Per quanto riguarda i test eseguiti da due psicologhe ora indagate del carcere San Vittore lo psichiatra ha evidenziato: “Lo studio già eseguito sulle capacità cognitive della Pifferi, comprensivo del monitoraggio e dei colloqui che hanno preceduto la somministrazione del test di intelligenza di Wais, non è del tutto conforme ai protocolli di riferimento e alle buone prassi in materia di somministrazione di test psicodiagnostici e quindi l’esito del predetto accertamento non può essere ritenuto attendibile e compatibile con le caratteristiche mentali e di personalità dell’imputata per come emergono dagli ulteriori atti del procedimento e dall’osservazione peritale”. – continua sotto – 

Il pm Francesco De Tommasi ha aperto un filone di indagine per falso e favoreggiamento sulle due psicologhe e anche sull’avvocatessa della 38enne, proprio perché, con il test Wais che non potevano eseguire e con presunte falsificazioni del “diario clinico”, avrebbero aiutato la donna a ottenere la perizia nel processo, sostenendo che avesse un deficit cognitivo. Filone di inchiesta che ha sollevato numerose polemiche in queste settimane, soprattutto da parte degli avvocati milanesi che sciopereranno il 4 marzo, giorno dell’udienza.

La “spettacolarizzazione mediatica subita da questa drammatica e tristissima vicenda avrebbe potuto costituire un’indiretta pressione psicologica sul perito e sui consulenti di parte”, ma “tale rischio non si è realizzato perché l’attività peritale si è svolta in maniera professionalmente serena grazie all’atteggiamento di collaborazione tenuto dai consulenti di parte nei confronti dello scrivente, pur nelle differenze delle proprie valutazioni cliniche e forensi, permettendo così di realizzare l’osservazione peritale nell’assoluta normalità ‘tecnica'”. È quanto ha evidenziato lo psichiatra Pirfo nella perizia depositata sul caso.
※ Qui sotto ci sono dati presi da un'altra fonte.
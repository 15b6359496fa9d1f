//! Zero-shot classification with an NLI cross-encoder.
//!
//! Each candidate label becomes a hypothesis ("This example is {label}.")
//! paired with the input text as premise. The entailment logits of all
//! pairs are softmaxed across labels, so scores sum to one per request.
//!
//! The model directory must contain `model.onnx`, `tokenizer.json` and the
//! model's `config.json` (for the `id2label` mapping).

use std::collections::HashMap;
use std::path::Path;

use ort::session::Session;
use ort::value::Tensor;
use parking_lot::Mutex;
use serde::Deserialize;
use tokenizers::Tokenizer;
use tracing::{debug, info};
use zeroshot_core::Ranking;

use crate::util::{has_input, load_json, load_session, load_tokenizer, softmax};
use crate::{ModelFile, ZeroShotClassifier};

/// Hypothesis template; `{}` is replaced by the candidate label.
pub const DEFAULT_HYPOTHESIS_TEMPLATE: &str = "This example is {}.";

/// Premise/hypothesis pairs per forward pass.
const BATCH_SIZE: usize = 16;
const MAX_LENGTH: usize = 512;

#[derive(Deserialize)]
struct NliConfig {
    #[serde(default)]
    id2label: HashMap<String, String>,
}

/// NLI-based zero-shot classifier (e.g. multilingual mDeBERTa-v3 XNLI).
pub struct NliClassifier {
    session: Mutex<Session>,
    tokenizer: Tokenizer,
    template: String,
    entailment: usize,
    token_type_ids: bool,
}

impl NliClassifier {
    /// Files expected in the model directory, with their hub locations.
    pub const FILES: &'static [ModelFile] = &[
        ModelFile::new("onnx/model.onnx", "model.onnx"),
        ModelFile::new("tokenizer.json", "tokenizer.json"),
        ModelFile::new("config.json", "config.json"),
    ];

    /// Load the model from `model_dir` using `template` as hypothesis.
    pub fn load(model_dir: &Path, template: &str) -> anyhow::Result<Self> {
        anyhow::ensure!(
            template.contains("{}"),
            "hypothesis template must contain '{{}}': {template:?}"
        );

        let session = load_session(model_dir, "model.onnx")?;
        let token_type_ids = has_input(&session, "token_type_ids");

        let config: NliConfig = load_json(model_dir, "config.json")?;
        let entailment = entailment_index(&config.id2label)?;

        let mut tokenizer = load_tokenizer(model_dir)?;
        tokenizer
            .with_truncation(Some(tokenizers::TruncationParams {
                max_length: MAX_LENGTH,
                strategy: tokenizers::TruncationStrategy::OnlyFirst,
                ..Default::default()
            }))
            .map_err(|e| anyhow::anyhow!("set truncation: {e}"))?;
        tokenizer.with_padding(Some(tokenizers::PaddingParams {
            ..Default::default()
        }));

        info!(
            entailment,
            token_type_ids,
            model = %model_dir.display(),
            "loaded zero-shot classifier"
        );
        Ok(Self {
            session: Mutex::new(session),
            tokenizer,
            template: template.to_string(),
            entailment,
            token_type_ids,
        })
    }

    fn hypothesis(&self, label: &str) -> String {
        hypothesis(&self.template, label)
    }

    /// Entailment logit of `text` against every label, in label order.
    fn entailment_logits(&self, text: &str, labels: &[String]) -> anyhow::Result<Vec<f32>> {
        let mut logits = Vec::with_capacity(labels.len());
        for chunk in labels.chunks(BATCH_SIZE) {
            let pairs: Vec<(String, String)> = chunk
                .iter()
                .map(|label| (text.to_string(), self.hypothesis(label)))
                .collect();
            logits.extend(self.run_pairs(pairs)?);
        }
        Ok(logits)
    }

    fn run_pairs(&self, pairs: Vec<(String, String)>) -> anyhow::Result<Vec<f32>> {
        let batch_size = pairs.len();
        let encodings = self
            .tokenizer
            .encode_batch(pairs, true)
            .map_err(|e| anyhow::anyhow!("tokenize: {e}"))?;

        let seq_len = encodings
            .iter()
            .map(|e| e.get_ids().len())
            .max()
            .unwrap_or(0);

        let mut input_ids = vec![0i64; batch_size * seq_len];
        let mut attention_mask = vec![0i64; batch_size * seq_len];
        let mut token_type_ids = vec![0i64; batch_size * seq_len];

        for (i, encoding) in encodings.iter().enumerate() {
            let offset = i * seq_len;
            for (j, &id) in encoding.get_ids().iter().enumerate() {
                input_ids[offset + j] = id as i64;
            }
            for (j, &mask) in encoding.get_attention_mask().iter().enumerate() {
                attention_mask[offset + j] = mask as i64;
            }
            for (j, &tid) in encoding.get_type_ids().iter().enumerate() {
                token_type_ids[offset + j] = tid as i64;
            }
        }

        let shape = [batch_size as i64, seq_len as i64];
        let ids_tensor = Tensor::from_array((shape, input_ids.into_boxed_slice()))?;
        let mask_tensor = Tensor::from_array((shape, attention_mask.into_boxed_slice()))?;

        let mut session = self.session.lock();
        let outputs = if self.token_type_ids {
            let type_tensor = Tensor::from_array((shape, token_type_ids.into_boxed_slice()))?;
            session.run(ort::inputs![
                "input_ids" => ids_tensor,
                "attention_mask" => mask_tensor,
                "token_type_ids" => type_tensor,
            ])?
        } else {
            session.run(ort::inputs![
                "input_ids" => ids_tensor,
                "attention_mask" => mask_tensor,
            ])?
        };

        // Logits: [batch_size, num_classes].
        let (output_shape, output_data) = outputs[0].try_extract_tensor::<f32>()?;
        let dims: &[i64] = output_shape;
        anyhow::ensure!(
            dims.len() == 2 && dims[0] as usize == batch_size,
            "unexpected output shape: {dims:?}, expected [{batch_size}, num_classes]"
        );
        let num_classes = dims[1] as usize;
        anyhow::ensure!(
            self.entailment < num_classes,
            "entailment index {} out of range for {num_classes} classes",
            self.entailment
        );

        Ok((0..batch_size)
            .map(|i| output_data[i * num_classes + self.entailment])
            .collect())
    }
}

impl ZeroShotClassifier for NliClassifier {
    fn classify(
        &self,
        text: &str,
        labels: &[String],
        num: Option<usize>,
    ) -> anyhow::Result<Ranking> {
        if text.trim().is_empty() || labels.is_empty() {
            return Ok(Ranking::empty());
        }

        let logits = self.entailment_logits(text, labels)?;
        let scores = softmax(&logits);
        let mut ranking = Ranking::from_pairs(labels.iter().cloned().zip(scores).collect());
        if let Some(n) = num {
            ranking.truncate(n);
        }
        debug!(labels = labels.len(), top = ?ranking.top(), "classified");
        Ok(ranking)
    }
}

fn hypothesis(template: &str, label: &str) -> String {
    template.replacen("{}", label, 1)
}

/// Find the class whose name starts with "entail" (case-insensitive).
fn entailment_index(id2label: &HashMap<String, String>) -> anyhow::Result<usize> {
    id2label
        .iter()
        .find(|(_, name)| name.to_lowercase().starts_with("entail"))
        .map(|(id, _)| id.parse::<usize>())
        .transpose()?
        .ok_or_else(|| anyhow::anyhow!("config.json id2label has no entailment class"))
}

#[cfg(test)]
mod tests {
    use super::*;
    use std::path::PathBuf;

    fn id2label(pairs: &[(&str, &str)]) -> HashMap<String, String> {
        pairs
            .iter()
            .map(|(k, v)| (k.to_string(), v.to_string()))
            .collect()
    }

    #[test]
    fn hypothesis_fills_template() {
        assert_eq!(
            hypothesis(DEFAULT_HYPOTHESIS_TEMPLATE, "旅游"),
            "This example is 旅游."
        );
        assert_eq!(hypothesis("关于{}的内容", "财经"), "关于财经的内容");
    }

    #[test]
    fn entailment_index_from_mnli_config() {
        let map = id2label(&[("0", "entailment"), ("1", "neutral"), ("2", "contradiction")]);
        assert_eq!(entailment_index(&map).unwrap(), 0);

        let map = id2label(&[("0", "CONTRADICTION"), ("1", "NEUTRAL"), ("2", "ENTAILMENT")]);
        assert_eq!(entailment_index(&map).unwrap(), 2);
    }

    #[test]
    fn entailment_index_missing() {
        let map = id2label(&[("0", "LABEL_0"), ("1", "LABEL_1")]);
        assert!(entailment_index(&map).is_err());
    }

    #[test]
    fn template_without_placeholder_rejected() {
        let err = NliClassifier::load(Path::new("/nonexistent"), "no placeholder").err();
        assert!(err.unwrap().to_string().contains("template"));
    }

    fn model_dir() -> PathBuf {
        PathBuf::from(env!("CARGO_MANIFEST_DIR"))
            .join("..")
            .join("..")
            .join("models")
            .join("classifier")
    }

    #[test]
    fn classify_with_model() {
        let dir = model_dir();
        if !dir.join("model.onnx").exists() {
            eprintln!("skipping: no classifier model in {}", dir.display());
            return;
        }
        let classifier = NliClassifier::load(&dir, DEFAULT_HYPOTHESIS_TEMPLATE).unwrap();
        let labels: Vec<String> = ["旅游", "故事", "游戏"].map(String::from).to_vec();
        let ranking = classifier
            .classify("世界那么大，我想去看看", &labels, None)
            .unwrap();

        assert_eq!(ranking.len(), 3);
        let sum: f32 = ranking.scores.iter().sum();
        assert!((sum - 1.0).abs() < 1e-3);
        assert!(ranking.scores.windows(2).all(|w| w[0] >= w[1]));

        let top1 = classifier
            .classify("世界那么大，我想去看看", &labels, Some(1))
            .unwrap();
        assert_eq!(top1.len(), 1);
        assert_eq!(top1.labels[0], ranking.labels[0]);
    }

    #[test]
    fn empty_input_needs_no_inference() {
        let dir = model_dir();
        if !dir.join("model.onnx").exists() {
            eprintln!("skipping: no classifier model in {}", dir.display());
            return;
        }
        let classifier = NliClassifier::load(&dir, DEFAULT_HYPOTHESIS_TEMPLATE).unwrap();
        assert!(classifier.classify("", &["a".into()], None).unwrap().is_empty());
        assert!(classifier.classify("text", &[], None).unwrap().is_empty());
    }
}
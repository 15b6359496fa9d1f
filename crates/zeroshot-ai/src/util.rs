//! Small numeric and session helpers shared by the ONNX adapters.

use std::path::Path;

use ort::session::Session;
use serde::de::DeserializeOwned;
use tokenizers::Tokenizer;

/// Numerically stable softmax.
pub(crate) fn softmax(logits: &[f32]) -> Vec<f32> {
    let max = logits.iter().copied().fold(f32::NEG_INFINITY, f32::max);
    let exps: Vec<f32> = logits.iter().map(|&x| (x - max).exp()).collect();
    let sum: f32 = exps.iter().sum();
    if sum > 0.0 {
        exps.iter().map(|e| e / sum).collect()
    } else {
        exps
    }
}

/// Index of the largest value (first one on ties).
fn argmax(values: &[f32]) -> usize {
    let mut best = 0;
    for (i, &v) in values.iter().enumerate() {
        if v > values[best] {
            best = i;
        }
    }
    best
}

/// Greedy pick from `[1, seq_len, vocab]` decoder logits: the argmax of
/// the last position.
pub(crate) fn next_token(dims: &[i64], logits: &[f32]) -> anyhow::Result<i64> {
    anyhow::ensure!(dims.len() == 3, "unexpected decoder output shape: {dims:?}");
    let seq_len = usize::try_from(dims[1])?;
    let vocab = usize::try_from(dims[2])?;
    let last = seq_len
        .checked_sub(1)
        .map(|i| i * vocab)
        .ok_or_else(|| anyhow::anyhow!("decoder returned an empty sequence"))?;
    let row = logits
        .get(last..last + vocab)
        .filter(|row| !row.is_empty())
        .ok_or_else(|| anyhow::anyhow!("decoder logits do not match shape {dims:?}"))?;
    Ok(argmax(row) as i64)
}

/// Whether the model declares an input with this name.
pub(crate) fn has_input(session: &Session, name: &str) -> bool {
    session.inputs().iter().any(|input| input.name() == name)
}

pub(crate) fn load_session(model_dir: &Path, file: &str) -> anyhow::Result<Session> {
    let path = model_dir.join(file);
    anyhow::ensure!(path.exists(), "{file} not found in {model_dir:?}");
    Ok(Session::builder()?.commit_from_file(&path)?)
}

pub(crate) fn load_tokenizer(model_dir: &Path) -> anyhow::Result<Tokenizer> {
    let path = model_dir.join("tokenizer.json");
    anyhow::ensure!(path.exists(), "tokenizer.json not found in {model_dir:?}");
    Tokenizer::from_file(&path).map_err(|e| anyhow::anyhow!("load tokenizer: {e}"))
}

/// Parse a JSON config file from the model directory.
pub(crate) fn load_json<T: DeserializeOwned>(model_dir: &Path, file: &str) -> anyhow::Result<T> {
    let path = model_dir.join(file);
    let text = std::fs::read_to_string(&path)
        .map_err(|e| anyhow::anyhow!("read {}: {e}", path.display()))?;
    serde_json::from_str(&text).map_err(|e| anyhow::anyhow!("parse {}: {e}", path.display()))
}

#[cfg(test)]
mod tests {
    use super::*;

    #[test]
    fn softmax_sums_to_one_and_keeps_order() {
        let p = softmax(&[2.0, 1.0, 0.1]);
        let sum: f32 = p.iter().sum();
        assert!((sum - 1.0).abs() < 1e-5);
        assert!(p[0] > p[1] && p[1] > p[2]);
    }

    #[test]
    fn softmax_handles_large_logits() {
        let p = softmax(&[1000.0, 1000.0]);
        assert!((p[0] - 0.5).abs() < 1e-5);
        assert!(p.iter().all(|x| x.is_finite()));
    }

    #[test]
    fn softmax_empty() {
        assert!(softmax(&[]).is_empty());
    }

    #[test]
    fn next_token_reads_last_position() {
        let logits = [0.9, 0.1, 0.0, 0.2, 0.1, 0.7];
        assert_eq!(next_token(&[1, 2, 3], &logits).unwrap(), 2);
        assert_eq!(next_token(&[1, 1, 3], &logits[..3]).unwrap(), 0);
    }

    #[test]
    fn next_token_rejects_degenerate_output() {
        let err = next_token(&[1, 0, 3], &[]).unwrap_err();
        assert!(err.to_string().contains("empty sequence"));
        assert!(next_token(&[1, 3], &[0.0; 3]).is_err());
        assert!(next_token(&[1, 2, 3], &[0.0; 4]).is_err());
        assert!(next_token(&[1, 1, 0], &[]).is_err());
        assert!(next_token(&[1, -1, 3], &[0.0; 3]).is_err());
    }

    #[test]
    fn argmax_prefers_first_on_tie() {
        assert_eq!(argmax(&[0.1, 0.9, 0.9, 0.2]), 1);
        assert_eq!(argmax(&[-3.0]), 0);
    }
}
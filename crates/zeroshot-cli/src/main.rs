mod display;
mod serve;

use std::path::PathBuf;

use anyhow::Context;
use clap::{Parser, Subcommand};
use tracing_subscriber::EnvFilter;
use zeroshot_core::Catalog;
use zeroshot_datagen::GenerateOptions;

#[derive(Parser, Debug)]
#[command(name = "zeroshot", version)]
#[command(about = "Zero-shot classification service and synthetic dataset generator")]
struct Cli {
    /// Log filter, e.g. `info` or `zeroshot_server=debug,tower_http=debug`
    #[arg(long, global = true, default_value = "info", env = "RUST_LOG")]
    log_level: String,

    /// Catalog TOML file (labels and security matrix); built-in when omitted
    #[arg(long, global = true, env = "ZEROSHOT_CATALOG")]
    catalog: Option<PathBuf>,

    #[command(subcommand)]
    command: Command,
}

#[derive(Subcommand, Debug)]
enum Command {
    /// Load the models and serve the HTTP API until Ctrl-C
    Serve(serve::ServeArgs),
    /// Write synthetic CSV datasets
    Generate(GenerateArgs),
    /// Look up the value of a security level for a data category
    Security {
        category: String,
        /// 低风险等级 / 中风险等级 / 高风险等级 (or low / medium / high)
        level: String,
    },
    /// Print the label groups and the security matrix
    Catalog,
}

#[derive(clap::Args, Debug)]
struct GenerateArgs {
    /// Output directory
    #[arg(long, short = 'o', default_value = "generated_data")]
    output: PathBuf,
    #[arg(long, default_value_t = 100)]
    files_per_category: usize,
    #[arg(long, default_value_t = 50)]
    min_rows: usize,
    #[arg(long, default_value_t = 200)]
    max_rows: usize,
    /// Restrict to these categories (key, name or number); repeatable
    #[arg(long = "category", short = 'c')]
    categories: Vec<String>,
    /// Seed for reproducible output
    #[arg(long)]
    seed: Option<u64>,
}

#[tokio::main]
async fn main() -> anyhow::Result<()> {
    let cli = Cli::parse();
    init_tracing(&cli.log_level);

    match cli.command {
        Command::Serve(args) => {
            let catalog = load_catalog(cli.catalog.as_deref())?;
            serve::run(args, catalog).await
        }
        Command::Generate(args) => generate(args).await,
        Command::Security { category, level } => {
            let catalog = load_catalog(cli.catalog.as_deref())?;
            let value = catalog
                .security
                .level_value(&category, &level)
                .with_context(|| format!("looking up {category} / {level}"))?;
            println!("{value}");
            Ok(())
        }
        Command::Catalog => {
            let catalog = load_catalog(cli.catalog.as_deref())?;
            print!("{}", display::render_catalog(&catalog));
            Ok(())
        }
    }
}

fn init_tracing(filter: &str) {
    let filter = EnvFilter::try_new(filter).unwrap_or_else(|_| EnvFilter::new("info"));
    tracing_subscriber::fmt()
        .with_env_filter(filter)
        .with_writer(std::io::stderr)
        .init();
}

fn load_catalog(path: Option<&std::path::Path>) -> anyhow::Result<Catalog> {
    Catalog::load_or_builtin(path).context("loading catalog")
}

async fn generate(args: GenerateArgs) -> anyhow::Result<()> {
    let opts = GenerateOptions {
        files_per_category: args.files_per_category,
        min_rows: args.min_rows,
        max_rows: args.max_rows,
        categories: args.categories,
        seed: args.seed,
        ..GenerateOptions::new(args.output)
    };
    let stats = tokio::task::spawn_blocking(move || zeroshot_datagen::generate(&opts))
        .await
        .context("generator task failed")?
        .context("generating datasets")?;

    eprintln!(
        "  {} categories, {} files ({} failed), {} rows in {:.1}s",
        stats.categories,
        stats.files_written,
        stats.files_failed,
        stats.rows,
        stats.elapsed.as_secs_f64()
    );
    Ok(())
}
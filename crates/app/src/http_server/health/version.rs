use std::path::PathBuf;

use axum::extract::State;
use axum::Json;
use serde::Serialize;

use common::prelude::{build_info, BuildInfo};

use crate::state::ServiceState;

/// Build metadata plus the database file this instance inspects.
#[derive(Debug, Serialize)]
pub struct VersionResponse {
    #[serde(flatten)]
    pub build: BuildInfo,
    pub database: PathBuf,
}

#[tracing::instrument(skip(state))]
pub async fn handler(State(state): State<ServiceState>) -> Json<VersionResponse> {
    Json(VersionResponse {
        build: build_info(),
        database: state.inspector().db_path().to_path_buf(),
    })
}

#[cfg(test)]
mod tests {
    use std::path::Path;

    use super::*;
    use crate::config::Config;

    #[tokio::test]
    async fn test_reports_build_and_database() {
        let state = ServiceState::from_config(&Config {
            db_path: "/var/lib/containerd/io.containerd.metadata.v1.bolt/meta.db".into(),
            listen_addr: "127.0.0.1:0".parse().unwrap(),
            log_level: tracing::Level::INFO,
        });

        let Json(reply) = handler(State(state)).await;
        assert_eq!(reply.build, build_info());
        assert_eq!(
            reply.database,
            Path::new("/var/lib/containerd/io.containerd.metadata.v1.bolt/meta.db")
        );

        let body = serde_json::to_value(&reply).unwrap();
        assert_eq!(body["version"], build_info().version.as_str());
        assert_eq!(body["target"], build_info().target.as_str());
        assert_eq!(
            body["database"],
            "/var/lib/containerd/io.containerd.metadata.v1.bolt/meta.db"
        );
    }
}
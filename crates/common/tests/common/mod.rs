//! Shared helpers for integration tests
#![allow(dead_code)]

use std::path::PathBuf;

use tempfile::TempDir;

pub use common::testkit::*;

pub fn sample_db() -> (TempDir, PathBuf) {
    common::testkit::sample_db().unwrap()
}

pub fn write_db(writer: BoltWriter, tree: &Tree) -> (TempDir, PathBuf) {
    common::testkit::write_db(writer, tree).unwrap()
}

pub fn init_tracing() {
    let _ = tracing_subscriber::fmt()
        .with_env_filter(tracing_subscriber::EnvFilter::from_default_env())
        .with_test_writer()
        .try_init();
}
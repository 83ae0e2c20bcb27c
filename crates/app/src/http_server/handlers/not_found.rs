use askama::Template;
use askama_axum::IntoResponse;
use axum::http::{HeaderMap, StatusCode};
use axum::response::Response;
use axum::Json;

#[derive(Template)]
#[template(path = "pages/not_found.html")]
struct NotFoundTemplate {}

pub async fn not_found_handler(headers: HeaderMap) -> Response {
    let accept = headers
        .get(axum::http::header::ACCEPT)
        .and_then(|v| v.to_str().ok());

    match accept {
        Some(accept_str) if accept_str.contains("application/json") => {
            let err_msg = serde_json::json!({"msg": "not found"});
            (StatusCode::NOT_FOUND, Json(err_msg)).into_response()
        }
        Some(accept_str) if accept_str.contains("text/html") => {
            let template = NotFoundTemplate {};
            (StatusCode::NOT_FOUND, template).into_response()
        }
        _ => (
            StatusCode::NOT_FOUND,
            [(axum::http::header::CONTENT_TYPE, "text/plain")],
            "not found",
        )
            .into_response(),
    }
}
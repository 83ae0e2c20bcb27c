pub mod utils;

use std::time::Duration;

use tokio::time::timeout;
use tracing_subscriber::layer::SubscriberExt;
use tracing_subscriber::util::SubscriberInitExt;
use tracing_subscriber::{EnvFilter, Layer};

use crate::config::Config;
use crate::http_server;
use crate::state::ServiceState;

const FINAL_SHUTDOWN_TIMEOUT: Duration = Duration::from_secs(30);

/// Initialize logging, panic handler, and build info reporting.
/// The returned guard must be kept alive for the duration of the program.
fn init_logging(config: &Config) -> tracing_appender::non_blocking::WorkerGuard {
    let (stdout_writer, stdout_guard) = tracing_appender::non_blocking(std::io::stdout());

    let env_filter = EnvFilter::builder()
        .with_default_directive(config.log_level.into())
        .from_env_lossy();

    let stdout_layer = tracing_subscriber::fmt::layer()
        .compact()
        .with_writer(stdout_writer)
        .with_filter(env_filter);

    tracing_subscriber::registry().with(stdout_layer).init();

    utils::register_panic_logger();
    utils::report_build_info();

    stdout_guard
}

/// A missing database file is fatal. Any other open failure is only logged,
/// `/_status/readyz` keeps reporting it.
fn check_database(state: &ServiceState) -> anyhow::Result<()> {
    let path = state.inspector().db_path();
    if !path.exists() {
        anyhow::bail!("database file does not exist: {}", path.display());
    }
    match state.inspector().probe() {
        Ok(()) => tracing::info!(db = %path.display(), "database opened"),
        Err(e) => tracing::warn!(db = %path.display(), "database is not readable yet: {}", e),
    }
    Ok(())
}

pub async fn run(config: Config) -> anyhow::Result<()> {
    let _guard = init_logging(&config);
    let state = ServiceState::from_config(&config);
    if let Err(e) = check_database(&state) {
        tracing::error!("{}", e);
        return Err(e);
    }

    let (graceful_waiter, shutdown_rx) = utils::graceful_shutdown_blocker()?;

    let server_config =
        http_server::Config::new(config.listen_addr, &config.db_path, config.log_level);
    let server = tokio::spawn(async move {
        if let Err(e) = http_server::run(server_config, state, shutdown_rx).await {
            tracing::error!("HTTP server error: {}", e);
        }
    });

    let _ = graceful_waiter.await;

    if timeout(FINAL_SHUTDOWN_TIMEOUT, server).await.is_err() {
        anyhow::bail!(
            "failed to shut down within {} seconds",
            FINAL_SHUTDOWN_TIMEOUT.as_secs()
        );
    }
    Ok(())
}
use std::net::SocketAddr;
use std::path::{Path, PathBuf};

#[derive(Debug, Clone)]
pub struct Config {
    // Listen address
    pub listen_addr: SocketAddr,
    // Database shown on the index page
    pub db_path: PathBuf,
    // log level for http tracing
    pub log_level: tracing::Level,
}

impl Config {
    pub fn new(listen_addr: SocketAddr, db_path: &Path, log_level: tracing::Level) -> Self {
        tracing::info!(
            "Creating HTTP server Config: listen_addr={}, db_path={}",
            listen_addr,
            db_path.display()
        );
        Self {
            listen_addr,
            db_path: db_path.to_path_buf(),
            log_level,
        }
    }
}
use byteorder::{ByteOrder, LittleEndian};

use super::page::PAGE_HEADER_SIZE;
use crate::store::StoreError;

pub const MAGIC: u32 = 0xED0C_DAED;
pub const VERSION: u32 = 2;
/// Size of the meta body that follows the page header.
pub const META_SIZE: usize = 64;
/// Byte offset of the checksum inside the meta body.
const CHECKSUM_OFFSET: usize = 56;
/// Freelist page id used when the freelist is not persisted.
pub const NO_FREELIST: u64 = u64::MAX;

/// The header a bolt file keeps in each of its two meta pages.
#[derive(Debug, Clone, Copy, PartialEq, Eq)]
pub struct Meta {
    pub page_size: u32,
    pub flags: u32,
    /// Root page of the top-level bucket tree
    pub root: u64,
    pub sequence: u64,
    pub freelist: u64,
    /// High water mark: first page id past the end of the data
    pub pgid: u64,
    pub txid: u64,
}

impl Meta {
    /// Parse and validate the meta page starting at `page`.
    pub fn parse(page: &[u8]) -> Result<Self, StoreError> {
        let body = page
            .get(PAGE_HEADER_SIZE..PAGE_HEADER_SIZE + META_SIZE)
            .ok_or_else(|| StoreError::Invalid("file too small for a meta page".into()))?;

        let magic = LittleEndian::read_u32(&body[0..4]);
        if magic != MAGIC {
            return Err(StoreError::Invalid(format!("bad magic {:#010x}", magic)));
        }
        let version = LittleEndian::read_u32(&body[4..8]);
        if version != VERSION {
            return Err(StoreError::Invalid(format!(
                "unsupported format version {}",
                version
            )));
        }
        let checksum = LittleEndian::read_u64(&body[CHECKSUM_OFFSET..META_SIZE]);
        if checksum != fnv1a64(&body[..CHECKSUM_OFFSET]) {
            return Err(StoreError::Invalid("meta checksum mismatch".into()));
        }

        let meta = Meta {
            page_size: LittleEndian::read_u32(&body[8..12]),
            flags: LittleEndian::read_u32(&body[12..16]),
            root: LittleEndian::read_u64(&body[16..24]),
            sequence: LittleEndian::read_u64(&body[24..32]),
            freelist: LittleEndian::read_u64(&body[32..40]),
            pgid: LittleEndian::read_u64(&body[40..48]),
            txid: LittleEndian::read_u64(&body[48..56]),
        };
        if meta.page_size < (PAGE_HEADER_SIZE + META_SIZE) as u32 {
            return Err(StoreError::Invalid(format!(
                "implausible page size {}",
                meta.page_size
            )));
        }
        Ok(meta)
    }

    /// Pick the meta page a reader should use: the valid one with the
    /// highest transaction id.
    pub fn select(first: Result<Meta, StoreError>, second: Result<Meta, StoreError>) -> Result<Meta, StoreError> {
        match (first, second) {
            (Ok(a), Ok(b)) => Ok(if b.txid > a.txid { b } else { a }),
            (Ok(a), Err(e)) | (Err(e), Ok(a)) => {
                tracing::warn!("ignoring invalid meta page: {}", e);
                Ok(a)
            }
            (Err(e), Err(_)) => Err(e),
        }
    }

    /// Serialize into a 64 byte meta body with a fresh checksum.
    pub fn encode(&self) -> [u8; META_SIZE] {
        let mut body = [0u8; META_SIZE];
        LittleEndian::write_u32(&mut body[0..4], MAGIC);
        LittleEndian::write_u32(&mut body[4..8], VERSION);
        LittleEndian::write_u32(&mut body[8..12], self.page_size);
        LittleEndian::write_u32(&mut body[12..16], self.flags);
        LittleEndian::write_u64(&mut body[16..24], self.root);
        LittleEndian::write_u64(&mut body[24..32], self.sequence);
        LittleEndian::write_u64(&mut body[32..40], self.freelist);
        LittleEndian::write_u64(&mut body[40..48], self.pgid);
        LittleEndian::write_u64(&mut body[48..56], self.txid);
        let checksum = fnv1a64(&body[..CHECKSUM_OFFSET]);
        LittleEndian::write_u64(&mut body[CHECKSUM_OFFSET..], checksum);
        body
    }
}

/// 64-bit FNV-1a, the checksum bolt stores in its meta pages.
fn fnv1a64(bytes: &[u8]) -> u64 {
    const OFFSET_BASIS: u64 = 0xcbf2_9ce4_8422_2325;
    const PRIME: u64 = 0x0000_0100_0000_01b3;
    bytes.iter().fold(OFFSET_BASIS, |hash, &b| {
        (hash ^ u64::from(b)).wrapping_mul(PRIME)
    })
}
Il pericolo di “pressione” sui tecnici avrebbe potuto esistere, si legge, “soprattutto perché in questo tipo di accadimenti il rischio è che si crei un circolo vizioso tra il tipo di reato e le modalità con cui è stato commesso da una parte e un’automatica o psichiatrizzazione delle motivazioni o valutazione moralistica dall’altra”. Rischio evitato, ha concluso nella perizia.

“Il problema è che la mia mente si è spenta, si è proprio distaccata dal ruolo di mamma”. Così Alessia Pifferi, in uno dei numerosi colloqui nell’ambito della perizia psichiatrica, ha tentato di spiegare il suo comportamento. “Oggi mi sento un cattiva madre”, ha detto ancora rispondendo alle domande del perito e dei consulenti di parte. La mente le si era spenta “quando ero in compagnia” del compagno, con cui era stata in quei giorni senza tornare a casa dalla bimba. La sua “esigenza” era quella di “cercare un compagno che mi facesse da marito, da papà per Diana e da papà anche per me”. In quei giorni, ha sostenuto, era “spenta” la “mia testa di mamma” e “accesa quella di donna”.